Work to be completed
Scan the records beneath this line for the line holding "let x = self.ap.mem_read32(addr.wrapping_add(4" and the line holding "ROM tables nested", then transcribe exactly those two and all lines between.

Material provided
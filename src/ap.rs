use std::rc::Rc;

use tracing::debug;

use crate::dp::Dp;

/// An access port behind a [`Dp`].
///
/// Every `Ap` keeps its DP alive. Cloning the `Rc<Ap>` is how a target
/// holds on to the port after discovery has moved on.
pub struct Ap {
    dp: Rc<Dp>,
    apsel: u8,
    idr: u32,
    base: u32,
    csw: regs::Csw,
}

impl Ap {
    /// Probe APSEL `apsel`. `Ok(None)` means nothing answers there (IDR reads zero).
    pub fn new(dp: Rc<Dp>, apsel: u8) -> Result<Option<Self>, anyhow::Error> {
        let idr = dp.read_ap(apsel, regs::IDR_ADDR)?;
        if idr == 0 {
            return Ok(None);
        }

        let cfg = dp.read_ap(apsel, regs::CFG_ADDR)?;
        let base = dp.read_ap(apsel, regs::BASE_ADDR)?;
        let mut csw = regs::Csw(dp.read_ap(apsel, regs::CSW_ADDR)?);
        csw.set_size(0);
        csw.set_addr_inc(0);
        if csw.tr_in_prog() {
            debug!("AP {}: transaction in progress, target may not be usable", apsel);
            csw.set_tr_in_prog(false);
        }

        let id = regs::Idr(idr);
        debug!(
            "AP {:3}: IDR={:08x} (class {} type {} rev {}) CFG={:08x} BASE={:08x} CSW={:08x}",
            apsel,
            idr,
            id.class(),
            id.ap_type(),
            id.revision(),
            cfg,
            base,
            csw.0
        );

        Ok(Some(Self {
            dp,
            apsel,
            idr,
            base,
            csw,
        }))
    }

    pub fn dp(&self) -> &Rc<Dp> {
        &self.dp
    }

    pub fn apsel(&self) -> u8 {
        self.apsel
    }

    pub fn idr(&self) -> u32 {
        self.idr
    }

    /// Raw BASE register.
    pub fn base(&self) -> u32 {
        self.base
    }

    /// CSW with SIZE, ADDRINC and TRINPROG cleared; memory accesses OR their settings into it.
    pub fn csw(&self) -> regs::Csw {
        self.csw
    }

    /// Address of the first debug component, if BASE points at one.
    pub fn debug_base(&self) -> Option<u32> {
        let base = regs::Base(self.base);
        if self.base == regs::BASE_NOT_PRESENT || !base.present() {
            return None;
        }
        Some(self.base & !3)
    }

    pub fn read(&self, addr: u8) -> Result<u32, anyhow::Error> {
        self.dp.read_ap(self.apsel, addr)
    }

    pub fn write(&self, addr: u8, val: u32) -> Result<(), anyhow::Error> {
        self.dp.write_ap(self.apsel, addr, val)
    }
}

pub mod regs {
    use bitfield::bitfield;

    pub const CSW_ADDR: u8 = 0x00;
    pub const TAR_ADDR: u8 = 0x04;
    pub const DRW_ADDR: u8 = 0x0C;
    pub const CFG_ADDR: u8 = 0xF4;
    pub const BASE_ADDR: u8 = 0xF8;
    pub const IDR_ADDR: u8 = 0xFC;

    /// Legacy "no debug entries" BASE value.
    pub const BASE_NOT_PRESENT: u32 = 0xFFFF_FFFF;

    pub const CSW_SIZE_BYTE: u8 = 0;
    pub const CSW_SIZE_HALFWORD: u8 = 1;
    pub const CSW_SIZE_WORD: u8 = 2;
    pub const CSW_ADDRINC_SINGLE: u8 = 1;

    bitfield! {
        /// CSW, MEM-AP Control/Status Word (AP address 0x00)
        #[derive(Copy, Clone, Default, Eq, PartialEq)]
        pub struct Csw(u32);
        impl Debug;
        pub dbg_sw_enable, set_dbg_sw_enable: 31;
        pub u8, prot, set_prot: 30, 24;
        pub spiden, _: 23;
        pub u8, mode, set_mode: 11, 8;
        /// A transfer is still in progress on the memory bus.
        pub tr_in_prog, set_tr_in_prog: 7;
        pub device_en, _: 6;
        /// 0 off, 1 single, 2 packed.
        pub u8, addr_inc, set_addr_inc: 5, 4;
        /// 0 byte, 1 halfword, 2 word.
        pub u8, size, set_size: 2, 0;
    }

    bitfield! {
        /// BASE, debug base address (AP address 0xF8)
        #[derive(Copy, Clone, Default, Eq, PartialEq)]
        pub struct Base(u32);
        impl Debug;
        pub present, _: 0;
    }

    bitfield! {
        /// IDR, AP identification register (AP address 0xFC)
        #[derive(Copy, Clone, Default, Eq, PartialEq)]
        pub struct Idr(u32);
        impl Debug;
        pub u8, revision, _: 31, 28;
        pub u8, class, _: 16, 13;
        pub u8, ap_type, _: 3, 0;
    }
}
* * *
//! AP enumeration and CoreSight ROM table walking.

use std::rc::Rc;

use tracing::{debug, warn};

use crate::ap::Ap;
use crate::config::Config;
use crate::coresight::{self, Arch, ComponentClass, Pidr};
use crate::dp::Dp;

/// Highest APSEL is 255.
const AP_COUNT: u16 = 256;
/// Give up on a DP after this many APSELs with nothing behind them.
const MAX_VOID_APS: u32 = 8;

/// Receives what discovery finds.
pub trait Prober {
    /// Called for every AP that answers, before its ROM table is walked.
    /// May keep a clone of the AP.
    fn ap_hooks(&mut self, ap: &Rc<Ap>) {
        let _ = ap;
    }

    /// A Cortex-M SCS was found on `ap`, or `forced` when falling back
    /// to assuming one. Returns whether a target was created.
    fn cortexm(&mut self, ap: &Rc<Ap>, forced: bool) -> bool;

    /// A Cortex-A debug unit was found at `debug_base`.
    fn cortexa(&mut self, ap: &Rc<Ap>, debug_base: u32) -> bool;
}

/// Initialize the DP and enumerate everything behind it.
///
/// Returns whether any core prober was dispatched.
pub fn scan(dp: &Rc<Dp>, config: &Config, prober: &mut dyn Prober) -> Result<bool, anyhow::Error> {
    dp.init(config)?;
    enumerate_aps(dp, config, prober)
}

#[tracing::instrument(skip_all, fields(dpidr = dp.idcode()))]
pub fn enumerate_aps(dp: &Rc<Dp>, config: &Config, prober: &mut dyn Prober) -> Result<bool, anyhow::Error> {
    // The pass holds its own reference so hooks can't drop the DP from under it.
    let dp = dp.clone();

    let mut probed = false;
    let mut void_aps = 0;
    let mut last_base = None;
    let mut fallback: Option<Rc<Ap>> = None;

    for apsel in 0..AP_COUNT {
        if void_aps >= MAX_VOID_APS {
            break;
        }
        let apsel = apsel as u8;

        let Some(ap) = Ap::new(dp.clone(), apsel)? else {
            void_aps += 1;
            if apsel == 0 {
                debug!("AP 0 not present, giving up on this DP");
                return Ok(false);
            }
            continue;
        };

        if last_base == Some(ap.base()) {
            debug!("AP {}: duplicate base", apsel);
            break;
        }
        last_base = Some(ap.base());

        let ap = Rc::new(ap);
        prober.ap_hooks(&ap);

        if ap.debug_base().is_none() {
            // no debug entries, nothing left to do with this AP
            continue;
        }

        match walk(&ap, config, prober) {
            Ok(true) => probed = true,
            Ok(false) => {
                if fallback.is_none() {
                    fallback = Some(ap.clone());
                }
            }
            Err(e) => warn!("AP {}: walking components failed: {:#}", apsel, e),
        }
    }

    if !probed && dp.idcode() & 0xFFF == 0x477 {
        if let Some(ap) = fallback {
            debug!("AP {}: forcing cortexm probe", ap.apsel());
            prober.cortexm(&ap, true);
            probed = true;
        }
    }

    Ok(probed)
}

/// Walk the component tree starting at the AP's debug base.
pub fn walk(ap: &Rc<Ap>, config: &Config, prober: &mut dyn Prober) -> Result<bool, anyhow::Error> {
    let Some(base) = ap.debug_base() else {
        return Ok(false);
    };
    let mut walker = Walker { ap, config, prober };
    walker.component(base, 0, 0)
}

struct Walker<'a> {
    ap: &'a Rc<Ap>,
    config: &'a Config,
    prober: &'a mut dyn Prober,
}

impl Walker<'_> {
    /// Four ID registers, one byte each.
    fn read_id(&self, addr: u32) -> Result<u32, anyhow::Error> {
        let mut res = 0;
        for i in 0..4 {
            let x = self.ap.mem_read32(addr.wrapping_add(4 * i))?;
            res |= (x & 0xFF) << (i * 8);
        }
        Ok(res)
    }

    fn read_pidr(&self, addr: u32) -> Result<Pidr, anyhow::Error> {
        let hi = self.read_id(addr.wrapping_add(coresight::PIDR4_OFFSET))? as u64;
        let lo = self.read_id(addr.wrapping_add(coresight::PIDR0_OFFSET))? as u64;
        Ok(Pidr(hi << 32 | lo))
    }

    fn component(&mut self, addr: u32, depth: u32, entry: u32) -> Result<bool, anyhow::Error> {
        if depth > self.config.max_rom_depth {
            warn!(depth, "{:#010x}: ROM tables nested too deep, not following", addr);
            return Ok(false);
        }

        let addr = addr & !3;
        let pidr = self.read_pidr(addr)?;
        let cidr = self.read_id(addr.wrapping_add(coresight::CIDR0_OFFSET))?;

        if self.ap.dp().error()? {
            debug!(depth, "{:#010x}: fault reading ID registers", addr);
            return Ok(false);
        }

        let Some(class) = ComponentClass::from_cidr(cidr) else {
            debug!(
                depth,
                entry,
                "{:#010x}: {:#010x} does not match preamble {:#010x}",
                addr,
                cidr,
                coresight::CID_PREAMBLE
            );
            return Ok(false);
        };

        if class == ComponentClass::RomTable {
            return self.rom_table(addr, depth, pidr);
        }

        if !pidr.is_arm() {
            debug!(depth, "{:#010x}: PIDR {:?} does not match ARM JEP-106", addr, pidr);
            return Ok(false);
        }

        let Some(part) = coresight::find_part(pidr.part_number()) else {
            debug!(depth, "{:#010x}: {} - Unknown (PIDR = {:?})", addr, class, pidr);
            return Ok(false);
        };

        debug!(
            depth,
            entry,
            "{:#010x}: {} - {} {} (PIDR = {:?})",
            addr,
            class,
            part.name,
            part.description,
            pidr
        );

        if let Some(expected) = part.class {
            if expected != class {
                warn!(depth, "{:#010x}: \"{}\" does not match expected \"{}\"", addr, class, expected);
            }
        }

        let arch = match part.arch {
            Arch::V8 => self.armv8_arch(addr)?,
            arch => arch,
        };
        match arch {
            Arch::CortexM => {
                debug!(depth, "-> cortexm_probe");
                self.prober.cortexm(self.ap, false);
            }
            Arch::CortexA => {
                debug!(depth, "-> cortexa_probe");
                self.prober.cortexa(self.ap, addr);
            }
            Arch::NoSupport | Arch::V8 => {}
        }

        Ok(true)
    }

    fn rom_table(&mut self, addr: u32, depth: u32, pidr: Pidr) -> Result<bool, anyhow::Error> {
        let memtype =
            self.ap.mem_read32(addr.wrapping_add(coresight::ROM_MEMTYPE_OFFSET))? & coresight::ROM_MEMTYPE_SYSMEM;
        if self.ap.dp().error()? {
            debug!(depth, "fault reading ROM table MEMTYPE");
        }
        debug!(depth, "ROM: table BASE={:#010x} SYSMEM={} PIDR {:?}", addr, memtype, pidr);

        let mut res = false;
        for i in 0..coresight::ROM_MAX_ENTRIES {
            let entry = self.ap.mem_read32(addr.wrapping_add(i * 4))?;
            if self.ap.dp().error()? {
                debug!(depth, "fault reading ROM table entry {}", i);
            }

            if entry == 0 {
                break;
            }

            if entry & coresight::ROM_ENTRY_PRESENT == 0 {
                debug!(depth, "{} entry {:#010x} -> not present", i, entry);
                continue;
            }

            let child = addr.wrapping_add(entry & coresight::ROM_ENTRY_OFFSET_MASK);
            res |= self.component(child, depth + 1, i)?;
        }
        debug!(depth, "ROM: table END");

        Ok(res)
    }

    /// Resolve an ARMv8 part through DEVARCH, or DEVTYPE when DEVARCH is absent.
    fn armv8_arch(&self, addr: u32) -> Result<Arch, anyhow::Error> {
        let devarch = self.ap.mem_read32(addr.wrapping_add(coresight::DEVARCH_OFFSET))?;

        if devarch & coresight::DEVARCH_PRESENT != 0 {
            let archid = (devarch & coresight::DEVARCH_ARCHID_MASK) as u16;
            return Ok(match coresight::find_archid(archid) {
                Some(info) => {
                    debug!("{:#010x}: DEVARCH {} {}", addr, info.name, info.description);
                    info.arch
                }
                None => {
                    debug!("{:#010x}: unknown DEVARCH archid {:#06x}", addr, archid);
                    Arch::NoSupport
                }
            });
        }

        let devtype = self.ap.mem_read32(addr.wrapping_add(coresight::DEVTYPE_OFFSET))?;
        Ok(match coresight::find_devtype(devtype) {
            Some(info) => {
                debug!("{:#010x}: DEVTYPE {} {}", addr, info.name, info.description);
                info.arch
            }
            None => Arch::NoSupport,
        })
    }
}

Output for this exercise
            let x = self.ap.mem_read32(addr.wrapping_add(4 * i))?;
            res |= (x & 0xFF) << (i * 8);
        }
        Ok(res)
    }

    fn read_pidr(&self, addr: u32) -> Result<Pidr, anyhow::Error> {
        let hi = self.read_id(addr.wrapping_add(coresight::PIDR4_OFFSET))? as u64;
        let lo = self.read_id(addr.wrapping_add(coresight::PIDR0_OFFSET))? as u64;
        Ok(Pidr(hi << 32 | lo))
    }

    fn component(&mut self, addr: u32, depth: u32, entry: u32) -> Result<bool, anyhow::Error> {
        if depth > self.config.max_rom_depth {
            warn!(depth, "{:#010x}: ROM tables nested too deep, not following", addr);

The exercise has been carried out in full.